Ler “Preciosa” (Planeta, 2019) é conhecer muito mais do que a infância e adolescência de Nelson Nunes. A sua história é a história de milhares de famílias que, diariamente, lidam com o medo, a dor, a instabilidade emocional, o aprisionamento no seio familiar e sonhos de liberdade que, em grande parte dos casos, não passa mesmo disso: de um sonho. “Preciosa” fala da violência doméstica.
Nelson Nunes expõe a nu a sua vida e o homem que o atormentou durante toda a sua vida. O seu “pai”. Coloco aspas na palavra pai, dado que o autor assume que essa é para si uma palavra terrível, sinónimo do mais puro dos horrores, e não aquela a que um filho num seio familiar saudável reconhece: a de amor, protecção e segurança. O romance é baseado em factos reais: na sua vida e na da mãe. Tendo adoptado nomes diferentes ao longo do livro, Marco e Esmeralda, o autor coloca-se fora da sua pele e fala na terceira pessoa dos episódios que viveu em criança e jovem, ainda que pudesse não ter idade ou capacidade para compreender a dimensão e gravidade do que acontecia a ambos.
“Duas mulheres mortas em 24 horas. São já 29 as mortes por violência doméstica este ano. Em duas semanas, foram três as mulheres que morreram às mãos dos maridos ou ex-companheiros, num total de 23 desde Janeiro. Em 2018, foi noticiada a morte de 28 mulheres, mas os dados do RASI davam conta de 39 homicídios em contexto de violência doméstica”, noticia o jornal Público a 3 de Outubro de 2019.
Esmeralda, a mãe do protagonista/autor, poderia ter contribuído para as estatísticas na altura, no caso de não ter decidido que “não, não fico aqui”. E a forma como o faz é linear, dado que já tinha procurado ajuda junto das autoridades locais mas, algures nas décadas de 70 ou 80, este era um tema ligeiro que não merecia maior resposta do que “deixe lá estar. Volte para casa que vai ficar tudo bem”. Então, sozinha, pega o seu filho pela mão e leva-o para casa de amigos, naquele que acha ser o início de uma nova vida. Contudo, a violência não terminou aí, porque a perseguição ao filho e à mulher por parte do pai era incessante. Eram surpreendidos de dia e de noite. Recebiam ameaças de morte. Levavam tareias na rua. E, o mais terrível neste cenário, é que eram várias as pessoas que ajudavam esta família – mas, em casos de violência doméstica, a vítima está sozinha. Sem justiça não pode existir paz.

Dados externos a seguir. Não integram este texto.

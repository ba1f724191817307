//! # Kestrel Core
//!
//! Value and object primitives shared by every Kestrel crate.
//!
//! - **Value System**: immediates plus reference-counted heap handles
//! - **Object Model**: the [`Object`] trait, cells, dictionaries and the mapping protocol
//! - **Tracing**: the [`Trace`]/[`Tracer`] pair consumed by the cycle collector
//! - **Error Handling**: [`CoreError`] and [`CoreResult`]

#![warn(missing_docs)]
#![warn(clippy::all)]
#![allow(clippy::module_name_repetitions)]

pub mod cell;
pub mod dict;
pub mod error;
pub mod mapping;
pub mod object;
pub mod trace;
pub mod value;

pub use cell::CellObject;
pub use dict::DictObject;
pub use error::{CoreError, CoreResult};
pub use mapping::Mapping;
pub use object::Object;
pub use trace::{AddressCollector, Trace, Tracer, address_of};
pub use value::Value;

/// Kestrel runtime version.
pub const VERSION: &str = env!("CARGO_PKG_VERSION");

A história de Marco e Esmeralda é a história de tantas, tantas famílias. Se é possível falar-se da resistência de uma mulher como Esmeralda, que encontrou no seu filho força para se afastar da toxicidade do marido, é possível falar-se de mulheres que não encontram uma forma de fugir desta prisão. Se é possível falar-se da resistência de uma criança como Marco, que encontrou na sua mãe força para não se chegar a suicidar, é possível falar de crianças que não encontram outra alternativa. Falar da violência doméstica, na qual o pai é o agressor, é falar de mulheres que são humilhadas e diminuídas até que nada lhes reste; é falar de crianças que, como Marco, repudiam a palavra e o conceito de «Pai»; é falar de consequências inimagináveis ao nível da saúde mental e relacionamentos sociais e emocionais; é falar de um futuro incerto quando o passado e o presente são marcados pelo medo constante do pai: que este regresse a casa, que se irrite, que alguém o contrarie, que beba, entre tanto mais.
“Preciosa” é um livro com capítulos arejados. Não podia ser de outra forma, pois o sentimento de injustiça é tão forte que se torna necessário respirar fundo de vez em quando. Este livro precisa de ser lido não apenas para conhecermos a história de Marco e Esmeralda, mas sobretudo para conhecermos a realidade invisível de quem sobre diariamente abusos domésticos. E termos acesso a esta informação é uma forma de podemos agir ou opinar objectivamente sobre um problema público.